Ransomware clearly has people on many fronts worried, so much so that the United States and Canada took an unprecedented step last week to issue a joint advisory on the threat posed by crypto-ransomware.
The U.S. Cyber Emergency Response Team together with the Canadian Cyber Incident Response Centre penned a comprehensive warning on the heels of high-profile infections at hospitals nationwide that have made headlines the past few weeks.
The advisory describes the threat, potential impact and offers solutions which companies and consumers can take advantage of.
“The authors of ransomware instill fear and panic into their victims, causing them to click on a link or pay a ransom, and users systems can become infected with additional malware,” the advisory reads.
Contrary to advice given by the FBI last fall, the respective CERTS say that paying the ransom may not be the best solution.
“Paying the ransom does not guarantee the encrypted files will be released; it only guarantees that the malicious actors receive the victim’s money, and in some cases, their banking information,” the advisory says. “In addition, decrypting files does not mean the malware infection itself has been removed.”
Ransomware has shut down major health care providers, including MedStar Health in the D.C. area, and Los Angeles-based Hollywood Presbyterian Medical Center, affecting not only access to data stored on computers network-wide, but also patient care as in the case of Hollywood Presbyterian Medical Center, sick and injured has to be shuttled to other facilities in the area.
The respective CERTS warn against financial loss and reputational harm, in addition to possibly permanently corrupted files. The advisory urges organizations to employ common sense computer hygiene, starting with regular, available, secure backups of critical information. Application whitelisting and vigilant patching are also recommended; the CERTS also caution that organizations should educate users to avoid enabling macros. Many ransomware strains, including Locky, arrive in spam and phishing emails with Word documents posing as a business invoice. The victim is directed to enable macros in order to properly view the document, but instead the macro is downloading the ransomware in the background.
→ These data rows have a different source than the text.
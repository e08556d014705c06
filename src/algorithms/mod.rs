//! Iterative algorithms acting on [`LinearOperator`]s.
//!
//! ** NOTE: We recommend using the high-level entry points in [`crate::solvers`]
//! instead. The modules here expose the building blocks of the eigensolver for
//! callers that need fine-grained control.
//!
//! - [`cg`] and [`gcr`]: Krylov linear solvers used for the correction equation.
//! - [`subspace`]: the search space and the dense projected matrix `H`.
//! - [`correction`]: the projected, preconditioned correction operator.
//! - [`jacobi_davidson`]: the Jacobi-Davidson eigensolver.

pub mod cg;
pub mod correction;
pub mod gcr;
pub mod jacobi_davidson;
pub mod subspace;

use crate::{error::Error, field::SpinorField, matrix::LinearOperator, verbosity::Reporter};

/// Tolerance and iteration budget of one linear solve.
#[derive(Clone, Copy, Debug, PartialEq)]
pub struct SolverParam {
    /// Relative residual target `‖b − A x‖ / ‖b‖`.
    pub tol: f64,
    pub maxiter: usize,
    /// Start from the content of `x` instead of zero.
    pub use_init_guess: bool,
}

impl SolverParam {
    pub fn new(tol: f64, maxiter: usize) -> Self {
        Self {
            tol,
            maxiter,
            use_init_guess: false,
        }
    }

    pub fn with_init_guess(mut self) -> Self {
        self.use_init_guess = true;
        self
    }
}

/// Summary of a finished linear solve.
#[derive(Clone, Copy, Debug, PartialEq)]
pub struct SolverOutcome {
    pub converged: bool,
    pub iterations: usize,
    /// Final relative residual.
    pub residual: f64,
}

/// A linear solver for `A x = b`.
///
/// Non-convergence within the iteration budget is not an error: the best
/// iterate is left in `x` and the outcome reports `converged = false`.
pub trait KrylovSolver {
    fn solve(
        &self,
        op: &dyn LinearOperator,
        x: &mut SpinorField,
        b: &SpinorField,
        param: &SolverParam,
        reporter: &Reporter,
    ) -> Result<SolverOutcome, Error>;
}

impl<S: KrylovSolver + ?Sized> KrylovSolver for &S {
    fn solve(
        &self,
        op: &dyn LinearOperator,
        x: &mut SpinorField,
        b: &SpinorField,
        param: &SolverParam,
        reporter: &Reporter,
    ) -> Result<SolverOutcome, Error> {
        (**self).solve(op, x, b, param, reporter)
    }
}

/// Smallest magnitude accepted for a Krylov denominator before the iteration is
/// declared broken down.
#[inline]
pub(crate) fn breakdown_tolerance() -> f64 {
    f64::EPSILON * f64::EPSILON
}
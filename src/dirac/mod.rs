//! Dirac operators and their matrix wrappers.
//!
//! Three operator variants share the [`Dirac`] trait:
//!
//! - [`StaggeredDirac`]: the plain staggered operator `M = 2m − D`.
//! - [`StaggeredKdDirac`]: the staggered operator block-preconditioned by the
//!   inverse of its own 2⁴ hypercube blocks (the Kähler-Dirac inverse, `Xinv`).
//! - [`CoarseDirac`]: a dense Galerkin operator produced by coarsening one of
//!   the above through a [`Transfer`].
//!
//! A solver never calls a [`Dirac`] directly. It wraps it in a [`DiracMatrix`]
//! that selects `M`, `M†`, `M†M` or `MM†` and carries an additive shift, and
//! then uses it through the [`LinearOperator`] seam.

pub mod coarse;
pub mod kahler_dirac;
pub mod kd_inverse;
pub mod staggered;

pub use coarse::{CoarseDirac, Transfer, TransferType};
pub use kahler_dirac::{StaggeredKdDirac, Xinv};
pub use kd_inverse::KdInverse;
pub use staggered::StaggeredDirac;

use crate::{config::SolutionType, error::Error, field::SpinorField, matrix::LinearOperator};
use std::cell::Cell;

/// Whether an operator or its Hermitian conjugate is applied.
#[derive(Clone, Copy, Debug, PartialEq, Eq, Hash)]
pub enum Dagger {
    No,
    Yes,
}

impl Dagger {
    #[inline]
    pub fn flip(self) -> Self {
        match self {
            Dagger::No => Dagger::Yes,
            Dagger::Yes => Dagger::No,
        }
    }
}

/// The operator variant behind a `dyn Dirac`.
#[derive(Clone, Copy, Debug, PartialEq, Eq, Hash)]
pub enum DiracKind {
    Plain,
    KahlerDirac,
    Coarse,
}

/// Interface shared by every Dirac operator variant.
pub trait Dirac {
    fn kind(&self) -> DiracKind;

    /// Bare quark mass.
    fn mass(&self) -> f64;

    /// `out = M in` or `out = M† in`.
    fn apply(&self, out: &mut SpinorField, input: &SpinorField, dagger: Dagger)
    -> Result<(), Error>;

    fn m(&self, out: &mut SpinorField, input: &SpinorField) -> Result<(), Error> {
        self.apply(out, input, Dagger::No)
    }

    fn mdag(&self, out: &mut SpinorField, input: &SpinorField) -> Result<(), Error> {
        self.apply(out, input, Dagger::Yes)
    }

    fn mdag_m(&self, out: &mut SpinorField, input: &SpinorField) -> Result<(), Error> {
        let mut tmp = SpinorField::zeros(input.geometry());
        self.m(&mut tmp, input)?;
        self.mdag(out, &tmp)
    }

    fn m_mdag(&self, out: &mut SpinorField, input: &SpinorField) -> Result<(), Error> {
        let mut tmp = SpinorField::zeros(input.geometry());
        self.mdag(&mut tmp, input)?;
        self.m(out, &tmp)
    }

    /// Transform the system `x, b` before a solve of the given solution type.
    fn prepare(
        &self,
        _x: &mut SpinorField,
        _b: &mut SpinorField,
        _solution: SolutionType,
    ) -> Result<(), Error> {
        Ok(())
    }

    /// Undo [`prepare`](Dirac::prepare) on the solution.
    fn reconstruct(
        &self,
        _x: &mut SpinorField,
        _b: &SpinorField,
        _solution: SolutionType,
    ) -> Result<(), Error> {
        Ok(())
    }

    /// Preparation used when this operator is a multigrid smoother level.
    fn prepare_special_mg(
        &self,
        x: &mut SpinorField,
        b: &mut SpinorField,
        solution: SolutionType,
    ) -> Result<(), Error> {
        self.prepare(x, b, solution)
    }

    fn reconstruct_special_mg(
        &self,
        x: &mut SpinorField,
        b: &SpinorField,
        solution: SolutionType,
    ) -> Result<(), Error> {
        self.reconstruct(x, b, solution)
    }

    /// Build the Galerkin coarse operator `P† A P` for the given transfer.
    fn create_coarse_op(&self, transfer: &Transfer) -> Result<CoarseDirac, Error>;

    /// Floating-point operations since the last call; the counter is reset.
    fn flops(&self) -> u64;
}

/// Which product of a Dirac operator a [`DiracMatrix`] applies.
#[derive(Clone, Copy, Debug, PartialEq, Eq, Hash)]
pub enum MatrixKind {
    M,
    Mdag,
    MdagM,
    MMdag,
}

/// A Dirac operator product exposed as a [`LinearOperator`] with an additive shift.
pub struct DiracMatrix<'d> {
    dirac: &'d dyn Dirac,
    kind: MatrixKind,
    shift: Cell<f64>,
}

impl<'d> DiracMatrix<'d> {
    pub fn new(dirac: &'d dyn Dirac, kind: MatrixKind) -> Self {
        Self {
            dirac,
            kind,
            shift: Cell::new(0.0),
        }
    }

    pub fn dirac(&self) -> &'d dyn Dirac {
        self.dirac
    }

    pub fn kind(&self) -> MatrixKind {
        self.kind
    }

    /// True for the Hermitian products `M†M` and `MM†`.
    pub fn is_hermitian(&self) -> bool {
        matches!(self.kind, MatrixKind::MdagM | MatrixKind::MMdag)
    }
}

impl LinearOperator for DiracMatrix<'_> {
    fn apply(&self, out: &mut SpinorField, input: &SpinorField) -> Result<(), Error> {
        match self.kind {
            MatrixKind::M => self.dirac.m(out, input)?,
            MatrixKind::Mdag => self.dirac.mdag(out, input)?,
            MatrixKind::MdagM => self.dirac.mdag_m(out, input)?,
            MatrixKind::MMdag => self.dirac.m_mdag(out, input)?,
        }
        let shift = self.shift.get();
        if shift != 0.0 {
            out.axpy(shift, input);
        }
        Ok(())
    }

    fn shift(&self) -> f64 {
        self.shift.get()
    }

    fn set_shift(&self, shift: f64) -> Result<(), Error> {
        self.shift.set(shift);
        Ok(())
    }

    fn flops(&self) -> u64 {
        self.dirac.flops()
    }
}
The speed by which ransomware is evolving is striking, perhaps more so than any other type of malware or exploit.
In the past two weeks, we’ve seen PowerWare co-opt Windows PowerShell via a malicious macro to pull down the ransomware and avoid writing files to the disk.
More recently, Petya ransomware was exposed in attacks targeting HR operations at German companies. The twist with Petya is that it spreads via a Dropbox link—which has since been disabled—spammed out to organizations. The malware replaces the boot drive’s Master Boot Record with a malicious loader. The malware forces Windows to reboot and displays a phony check disk (CHKDSK) operation to the victim while the malware executes in the background and encrypts the master file table.
Researcher Hasherezade said in a detailed analysis posted to the Malwarebytes blog that despite claims in the ransom note, Petya does not encrypt the full disk; by encrypting the master file table, it makes it so that the file system is not readable. The ransomware executes in stages and Hasherezade said that if detection happens in the first stage, data can be recovered.